Collection entries:

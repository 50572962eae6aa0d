// Copyright (c) AlphaVelocity.
// All rights reserved.
//
// This source code is licensed under the license found in the
// LICENSE file in the root directory of this source tree.

use chrono::{Datelike, Duration, Months, NaiveDate};
use rust_decimal::Decimal;
use serde::{Deserialize, Serialize};

use crate::models::{Budget, BudgetPeriod, Category, Transaction, TransactionKind};

use super::{category_name, round0, round1, Heuristics};

/// A budget at risk of being blown in its current period.
#[derive(Debug, Clone, Serialize, Deserialize)]
#[serde(rename_all = "camelCase")]
pub struct BudgetAlert {
    pub category_id: i64,
    pub category_name: String,
    pub budget: Decimal,
    pub projected: Decimal,
    pub percent_used: Decimal,
}

fn week_start(today: NaiveDate) -> NaiveDate {
    today - Duration::days(today.weekday().num_days_from_sunday() as i64)
}

fn in_current_period(date: NaiveDate, period: BudgetPeriod, today: NaiveDate) -> bool {
    match period {
        BudgetPeriod::Monthly => date.year() == today.year() && date.month() == today.month(),
        BudgetPeriod::Weekly => date >= week_start(today),
        BudgetPeriod::Yearly => date.year() == today.year(),
    }
}

fn days_in_period(period: BudgetPeriod, today: NaiveDate) -> i64 {
    match period {
        BudgetPeriod::Monthly => {
            let first = today.with_day(1).unwrap_or(today);
            let next = first.checked_add_months(Months::new(1)).unwrap_or(first);
            (next - first).num_days()
        }
        BudgetPeriod::Weekly => 7,
        BudgetPeriod::Yearly => NaiveDate::from_ymd_opt(today.year(), 12, 31)
            .map(|d| d.ordinal() as i64)
            .unwrap_or(365),
    }
}

fn days_passed(period: BudgetPeriod, today: NaiveDate) -> i64 {
    match period {
        BudgetPeriod::Monthly => today.day() as i64,
        BudgetPeriod::Weekly => today.weekday().num_days_from_sunday() as i64 + 1,
        BudgetPeriod::Yearly => today.ordinal() as i64,
    }
}

/// Recomputes each budget's spend from the transaction history (the
/// stored `current_spent` is never trusted), projects it to the end of
/// the period by the elapsed fraction, and raises an alert when the
/// budget is blown, nearly blown early, or projected to overrun.
pub fn generate_budget_alerts(
    budgets: &[Budget],
    transactions: &[Transaction],
    categories: &[Category],
    today: NaiveDate,
    heuristics: &Heuristics,
) -> Vec<BudgetAlert> {
    let mut alerts = Vec::new();
    let hundred = Decimal::from(100);

    for budget in budgets {
        if budget.amount.is_zero() {
            continue;
        }

        let current_spent: Decimal = transactions
            .iter()
            .filter(|t| {
                t.category_id == budget.category_id
                    && t.kind == TransactionKind::Expense
                    && in_current_period(t.date, budget.period, today)
            })
            .map(|t| t.amount)
            .sum();

        let period_fraction = Decimal::from(days_passed(budget.period, today))
            / Decimal::from(days_in_period(budget.period, today));
        let projected = if period_fraction > Decimal::ZERO {
            round0(current_spent / period_fraction)
        } else {
            current_spent
        };

        let percent_used = current_spent / budget.amount * hundred;
        let percent_projected = projected / budget.amount * hundred;

        let over_budget = percent_used >= heuristics.budget_used_alert;
        let early_burn = percent_used >= heuristics.budget_used_warn
            && period_fraction < heuristics.warn_period_fraction;
        let projected_overrun = percent_projected > heuristics.budget_projection_alert
            && period_fraction >= heuristics.projection_period_fraction;

        if over_budget || early_burn || projected_overrun {
            alerts.push(BudgetAlert {
                category_id: budget.category_id,
                category_name: category_name(categories, budget.category_id),
                budget: budget.amount,
                projected,
                percent_used: round1(percent_used),
            });
        }
    }

    alerts
}
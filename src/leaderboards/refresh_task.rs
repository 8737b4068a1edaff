use std::sync::Arc;
use std::time::Duration;
use strum::IntoEnumIterator;
use tokio::time::interval;
use tracing::{info, instrument, warn};

use super::models::LeaderboardType;
use super::service::LeaderboardService;

/// Configuration for the scheduled leaderboard regeneration
#[derive(Debug, Clone)]
pub struct RefreshConfig {
    /// How often to regenerate every board
    pub refresh_interval: Duration,
    /// Entries kept per board
    pub limit: i64,
}

impl Default for RefreshConfig {
    fn default() -> Self {
        Self {
            refresh_interval: Duration::from_secs(15 * 60), // 15 minutes
            limit: 100,
        }
    }
}

/// Starts the background task that periodically regenerates every
/// leaderboard type. Boards are also generated on demand; this keeps the
/// snapshots fresh between requests.
#[instrument(skip(leaderboard_service))]
pub async fn start_refresh_task(leaderboard_service: Arc<LeaderboardService>, config: RefreshConfig) {
    info!(
        refresh_interval_secs = config.refresh_interval.as_secs(),
        "Starting leaderboard refresh background task"
    );

    let mut refresh_interval = interval(config.refresh_interval);

    loop {
        refresh_interval.tick().await;

        let mut refreshed = 0;
        for leaderboard_type in LeaderboardType::iter() {
            match leaderboard_service
                .generate(leaderboard_type, config.limit)
                .await
            {
                Ok(_) => refreshed += 1,
                Err(e) => {
                    warn!(
                        error = %e,
                        leaderboard_type = %leaderboard_type,
                        "Scheduled leaderboard refresh failed"
                    );
                }
            }
        }
        info!(refreshed, "Leaderboard refresh completed");
    }
}
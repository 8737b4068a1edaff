use serde::{Deserialize, Serialize};

/// A single rank tier with the minimum totals required to hold it
#[derive(Debug, Clone, Serialize, Deserialize, PartialEq, Eq)]
pub struct RankTier {
    pub name: String,
    pub pc_points: i64,
    pub pcon_points: i64,
}

impl RankTier {
    pub fn new(name: &str, pc_points: i64, pcon_points: i64) -> Self {
        Self {
            name: name.to_string(),
            pc_points,
            pcon_points,
        }
    }

    fn is_satisfied_by(&self, pc_points: i64, pcon_points: i64) -> bool {
        pc_points >= self.pc_points && pcon_points >= self.pcon_points
    }
}

/// Ordered rank tier table, lowest tier first
///
/// A user's rank is the highest tier whose PC and PCon minimums BOTH hold.
/// The first tier is the baseline and applies when nothing else does.
#[derive(Debug, Clone)]
pub struct RankTable {
    tiers: Vec<RankTier>,
}

impl RankTable {
    pub fn new(tiers: Vec<RankTier>) -> Self {
        Self { tiers }
    }

    /// Name of the baseline tier (the implicit default)
    pub fn baseline(&self) -> &str {
        self.tiers.first().map(|t| t.name.as_str()).unwrap_or("")
    }

    /// Evaluate the rank for the given totals
    pub fn evaluate(&self, pc_points: i64, pcon_points: i64) -> &str {
        let mut current = self.baseline();
        for tier in &self.tiers {
            if tier.is_satisfied_by(pc_points, pcon_points) {
                current = &tier.name;
            }
        }
        current
    }

    pub fn tiers(&self) -> &[RankTier] {
        &self.tiers
    }
}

EXERCISE BRIEF ▸ All lines above from the one with "let percent_used = current_spent" to the one with "use std::time::Duration;", inclusive, should be copied exactly, and no other lines.

ANSWER TO THE EXERCISE ▸
        let percent_used = current_spent / budget.amount * hundred;
        let percent_projected = projected / budget.amount * hundred;

        let over_budget = percent_used >= heuristics.budget_used_alert;
        let early_burn = percent_used >= heuristics.budget_used_warn
            && period_fraction < heuristics.warn_period_fraction;
        let projected_overrun = percent_projected > heuristics.budget_projection_alert
            && period_fraction >= heuristics.projection_period_fraction;

        if over_budget || early_burn || projected_overrun {
            alerts.push(BudgetAlert {
                category_id: budget.category_id,
                category_name: category_name(categories, budget.category_id),
                budget: budget.amount,
                projected,
                percent_used: round1(percent_used),
            });
        }
    }

    alerts
}
filename src/leaderboards/refresh_task.rs
repository 8737b4068a1edaff
use std::sync::Arc;
use std::time::Duration;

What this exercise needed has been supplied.